Ranch hands, members of the paying public and photographers hover around the burning flames at the annual Flying W Ranch tallgrass prairie burn.

Let It Burn

Once a Year, Families and Photographers Flock to the Burning Prairie

The Flint Hills in Kansas boast the largest area of intact tallgrass prairie in North America. They roll across the eastern reaches of the state and stretch south to Oklahoma. For most of the year, few people pay attention to these quiet, beautiful grasslands. Yet, once a year, ranchers gather to set this unique ecosystem ablaze and people come from far and wide to partake in the spectacle.

In April, I travelled to the Flying W Ranch near Emporia, KS to shoot its burn. Fire, smoke, and cowboys all in one place — it sounded too good to be true. I was sold.

Gwen Hoy directs the crew before the burn.

The Flying W Ranch has made a spectator sport of its own spring burn. For $100 a pop guests are treated to a steak cookout, a righteous serving of live folk music, and the spectral delight of watching shit burn.

This year, 250 people signed up.

Guests assemble for the day burn amongst the tallgrass prairie at the Flying W Ranch.

Tradition prairie burns are as controlled as they are well-loved. The only reason these grasslands persist is because the annual springtime burn deters woody vegetation from overtaking the land and spurs new growth. Conservation is key to many ranchers of the Flint Hills as the number of grasslands across the nation continues to shrink.

A guest walks along the fire line.

The Flying W is operated by Josh and Gwen Hoy along with the assistance of a number of ranch hands including Josh’s father, Jim Hoy. Also a folklorist, professor, and Director of the Center for Great Plains Studies at Emporia State University, Jim talks to the guests about conservation of the prairie and generally keeps things in line at the burn.
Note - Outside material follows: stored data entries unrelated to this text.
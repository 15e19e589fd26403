// OPCUA for Rust
// SPDX-License-Identifier: MPL-2.0
// Copyright (C) 2017-2024 Adam Lock

//! Contains the implementation of `StatusCode`, the packed severity + code word used to report
//! outcomes everywhere in the protocol, including by this codec itself.
//!
//! The full standard defines hundreds of codes; this table carries the severity / info masks and
//! the codes the codec layer and its immediate callers use. The codec treats the word as opaque
//! apart from the documented severity bits.

use std::{
    error::Error,
    fmt,
    fmt::Formatter,
    io::{self, Read, Write},
};

use serde::{
    de::{self, Visitor},
    Deserialize, Deserializer, Serialize, Serializer,
};

use crate::encoding::*;

bitflags! {
    pub struct StatusCode: u32 {
        // Mask for the status code section
        const STATUS_MASK = 0xffff_0000;
        // Mask for the bits section
        const BIT_MASK = 0x0000_ffff;

        // Severity bits
        const IS_ERROR = 0x8000_0000;
        const IS_UNCERTAIN = 0x4000_0000;

        // Historian bits 0:4
        const HISTORICAL_RAW          = 0b0000_0000_0000_0000;
        const HISTORICAL_CALCULATED   = 0b0000_0000_0000_0001;
        const HISTORICAL_INTERPOLATED = 0b0000_0000_0000_0010;
        const HISTORICAL_PARTIAL      = 0b0000_0000_0000_0100;
        const HISTORICAL_EXTRA_DATA   = 0b0000_0000_0000_1000;
        const HISTORICAL_MULTI_VALUE  = 0b0000_0000_0001_0000;
        // Overflow bit 7
        const OVERFLOW                = 0b0000_0000_1000_0000;
        // Limit bits 8:9
        const LIMIT_LOW               = 0b0000_0001_0000_0000;
        const LIMIT_HIGH              = 0b0000_0010_0000_0000;
        const LIMIT_CONSTANT          = 0b0000_0011_0000_0000;
        // Semantics changed bit 14
        const SEMANTICS_CHANGED       = 0b0100_0000_0000_0000;
        // Structure changed bit 15
        const STRUCTURE_CHANGED       = 0b1000_0000_0000_0000;

        // The operation succeeded
        const Good = 0;
        const GoodClamped = 0x0030_0000;
        const GoodOverload = 0x002f_0000;

        const UncertainLastUsableValue = 0x4090_0000;

        const BadUnexpectedError = 0x8001_0000;
        const BadInternalError = 0x8002_0000;
        const BadOutOfMemory = 0x8003_0000;
        const BadResourceUnavailable = 0x8004_0000;
        const BadCommunicationError = 0x8005_0000;
        const BadEncodingError = 0x8006_0000;
        const BadDecodingError = 0x8007_0000;
        const BadEncodingLimitsExceeded = 0x8008_0000;
        const BadUnknownResponse = 0x8009_0000;
        const BadTimeout = 0x800a_0000;
        const BadServiceUnsupported = 0x800b_0000;
        const BadNothingToDo = 0x800f_0000;
        const BadTooManyOperations = 0x8010_0000;
        const BadDataTypeIdUnknown = 0x8011_0000;
        const BadNodeIdInvalid = 0x8033_0000;
        const BadNodeIdUnknown = 0x8034_0000;
        const BadAttributeIdInvalid = 0x8035_0000;
        const BadIndexRangeInvalid = 0x8036_0000;
        const BadNotReadable = 0x803a_0000;
        const BadOutOfRange = 0x803c_0000;
        const BadNotSupported = 0x803d_0000;
        const BadArgumentsMissing = 0x8076_0000;
        const BadInvalidArgument = 0x80ab_0000;
    }
}

// The bitflags! macro implements Debug for StatusCode but it fouls the display because status
// codes are a combination of bits and unique values.

impl fmt::Display for StatusCode {
    fn fmt(&self, f: &mut Formatter) -> fmt::Result {
        // Displays the StatusCode as it's name, or its name+bitflags
        let bits = self.bitflags();
        if bits.is_empty() {
            write!(f, "{}", self.name())
        } else {
            write!(f, "{}+{:?}", self.name(), bits)
        }
    }
}

impl BinaryEncoder<StatusCode> for StatusCode {
    fn byte_len(&self) -> usize {
        4
    }

    fn encode<S: Write>(&self, stream: &mut S) -> EncodingResult<usize> {
        write_u32(stream, self.bits())
    }

    fn decode<S: Read>(stream: &mut S, _: &DecodingOptions) -> EncodingResult<Self> {
        Ok(StatusCode::from_bits_truncate(read_u32(stream)?))
    }
}

impl Error for StatusCode {}

impl Default for StatusCode {
    fn default() -> Self {
        StatusCode::Good
    }
}

impl StatusCode {
    /// Returns the bit flags of the status code, i.e. it masks out the actual status code value
    pub fn bitflags(&self) -> StatusCode {
        *self & StatusCode::BIT_MASK
    }

    /// Returns the status only, i.e. it masks out any bit flags that come with the status code
    pub fn status(&self) -> StatusCode {
        *self & StatusCode::STATUS_MASK
    }

    /// Tests if the status code is bad
    pub fn is_bad(&self) -> bool {
        self.contains(StatusCode::IS_ERROR)
    }

    /// Tests if the status code is uncertain
    pub fn is_uncertain(&self) -> bool {
        self.contains(StatusCode::IS_UNCERTAIN)
    }

    /// Tests if the status code is good (i.e. not bad or uncertain)
    pub fn is_good(&self) -> bool {
        !self.is_bad() && !self.is_uncertain()
    }

    /// The name of the status, minus any bit flags carried with it
    pub fn name(&self) -> &'static str {
        match self.status() {
            StatusCode::Good => "Good",
            StatusCode::GoodClamped => "GoodClamped",
            StatusCode::GoodOverload => "GoodOverload",
            StatusCode::UncertainLastUsableValue => "UncertainLastUsableValue",
            StatusCode::BadUnexpectedError => "BadUnexpectedError",
            StatusCode::BadInternalError => "BadInternalError",
            StatusCode::BadOutOfMemory => "BadOutOfMemory",
            StatusCode::BadResourceUnavailable => "BadResourceUnavailable",
            StatusCode::BadCommunicationError => "BadCommunicationError",
            StatusCode::BadEncodingError => "BadEncodingError",
            StatusCode::BadDecodingError => "BadDecodingError",
            StatusCode::BadEncodingLimitsExceeded => "BadEncodingLimitsExceeded",
            StatusCode::BadUnknownResponse => "BadUnknownResponse",
            StatusCode::BadTimeout => "BadTimeout",
            StatusCode::BadServiceUnsupported => "BadServiceUnsupported",
            StatusCode::BadNothingToDo => "BadNothingToDo",
            StatusCode::BadTooManyOperations => "BadTooManyOperations",
            StatusCode::BadDataTypeIdUnknown => "BadDataTypeIdUnknown",
            StatusCode::BadNodeIdInvalid => "BadNodeIdInvalid",
            StatusCode::BadNodeIdUnknown => "BadNodeIdUnknown",
            StatusCode::BadAttributeIdInvalid => "BadAttributeIdInvalid",
            StatusCode::BadIndexRangeInvalid => "BadIndexRangeInvalid",
            StatusCode::BadNotReadable => "BadNotReadable",
            StatusCode::BadOutOfRange => "BadOutOfRange",
            StatusCode::BadNotSupported => "BadNotSupported",
            StatusCode::BadArgumentsMissing => "BadArgumentsMissing",
            StatusCode::BadInvalidArgument => "BadInvalidArgument",
            _ => "Unknown",
        }
    }
}

impl From<StatusCode> for io::Error {
    fn from(e: StatusCode) -> io::Error {
        io::Error::new(io::ErrorKind::Other, format!("StatusCode {}", e))
    }
}

// Serialize / Deserialize are manually implemented because bitflags! doesn't do it.

impl Serialize for StatusCode {
    fn serialize<S>(&self, serializer: S) -> Result<S::Ok, S::Error>
    where
        S: Serializer,
    {
        serializer.serialize_u32(self.bits())
    }
}

struct StatusCodeVisitor;

impl<'de> Visitor<'de> for StatusCodeVisitor {
    type Value = u32;

    fn expecting(&self, formatter: &mut fmt::Formatter<'_>) -> fmt::Result {
        formatter.write_str("an unsigned 32-bit integer")
    }

    fn visit_u32<E>(self, value: u32) -> Result<Self::Value, E>
    where
        E: de::Error,
    {
        Ok(value)
    }

    // Formats such as JSON carry all integers as u64
    fn visit_u64<E>(self, value: u64) -> Result<Self::Value, E>
    where
        E: de::Error,
    {
        u32::try_from(value)
            .map_err(|_| de::Error::invalid_value(de::Unexpected::Unsigned(value), &self))
    }
}

impl<'de> Deserialize<'de> for StatusCode {
    fn deserialize<D>(deserializer: D) -> Result<Self, <D as Deserializer<'de>>::Error>
    where
        D: Deserializer<'de>,
    {
        Ok(StatusCode::from_bits_truncate(
            deserializer.deserialize_u32(StatusCodeVisitor)?,
        ))
    }
}

#[test]
fn status_code() {
    assert!(StatusCode::Good.is_good());
    assert!(!StatusCode::Good.is_bad());
    assert!(!StatusCode::Good.is_uncertain());

    assert!(StatusCode::UncertainLastUsableValue.is_uncertain());
    assert!(!StatusCode::UncertainLastUsableValue.is_bad());
    assert!(!StatusCode::UncertainLastUsableValue.is_good());

    assert!(StatusCode::BadDecodingError.is_bad());
    assert!(!StatusCode::BadDecodingError.is_uncertain());
    assert!(!StatusCode::BadDecodingError.is_good());

    assert_eq!(
        (StatusCode::BadDecodingError | StatusCode::HISTORICAL_CALCULATED).status(),
        StatusCode::BadDecodingError
    );
    assert_eq!(
        (StatusCode::BadDecodingError | StatusCode::HISTORICAL_CALCULATED).bitflags(),
        StatusCode::HISTORICAL_CALCULATED
    );
}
A man walks through the burnt tallgrass.

Added to the ranks are Gwen and Josh’s daughter, Josie, as well as a handful of cowboys and cowgirls who aid in managing the burn and keeping guests from going out in a blaze of glory.

The night burn.

Guests arrive in the afternoon. They mill around in anticiaption. Sproadically, they pile into horse-drawn wagons for the tour of the cattle ranches 7,000 acres. Meanwhile, I explore the area and scout locations.

After an hour or so, we’re beckoned and march out into the pasture to begin the day burn. Lined up in a large field armed with match books and rakes, the guests are briefly instructed by the Flying W crew on how the burn would go. Basically, you start at the far end of the field, everyone throws out a match or two, then you rake the fire backwards to evenly spread the flames.

Strike and repeat until there’s no more grass left to burn.

Guests rake fire and snap photos of the burn.
Burning prairie grass.
Jim Hoy on horseback amongst the burnt prairie.

The Flint Hills take your breath away. Gorgeous and pristine. Standing atop the high grounds while lines of fire flickered across the charred horizon was a beautiful sight.

The crew heads up the hill for the evening burn.
Justin Preheim surveils the night burn.

Among the paying pyromaniacs are the usual diehard locals and some weekend adventure-seekers from farther afield. But this is a spectacle and scores of amateur and serious photographers swarm to Flying W to capture shots through the heat, haze and smoke.

Guests snap pictures on their phones of the burning prairie.

Some photographers set up tripods and capture the burn with enormous telephoto lenses. Others shoot and move with smaller gear. Everyone with a smartphone has it in hand.

After the flames had died down, a woman raised her phone and made a selfie in the middle of the charred black field. She was beaming.

Guests rake fire and snap photographs of the burning grass.
Rancher Lynn Preheim surveils the day burn from atop a hill.

The flames now waning, the crowd dispersed and headed back to camp. Following dinner and some musical entertainment, the crew led the guests up a hill adjacent to the lodge for the night burn.

The horizon still glowed with embers and flames weaving paths through the hills off in the distance as the evening light shifted into blues. Within a few minutes, the tallgrass prairie was again set ablaze.

Guests photograph burning hills in the distance.

As the night burn wore on, the air hung black and orange and thick with smoke. Slowly, guests drifted off through the darkness and made their way back to the lodge by the light of the burning prairie grass. I stayed atop the hill photographing for a while, immersed in that strange momentary atmosphere without time.

By the time I climbed back down the hill to camp, most of the guests had vacated this temporary wildness. The band struck up again, their rootsy cadence beckoning the pitch black.

A thick must of prairie smoke felt deep in my pores. The burn was done and so was the night.

A grey gelding in pasture as hills burn in the distance.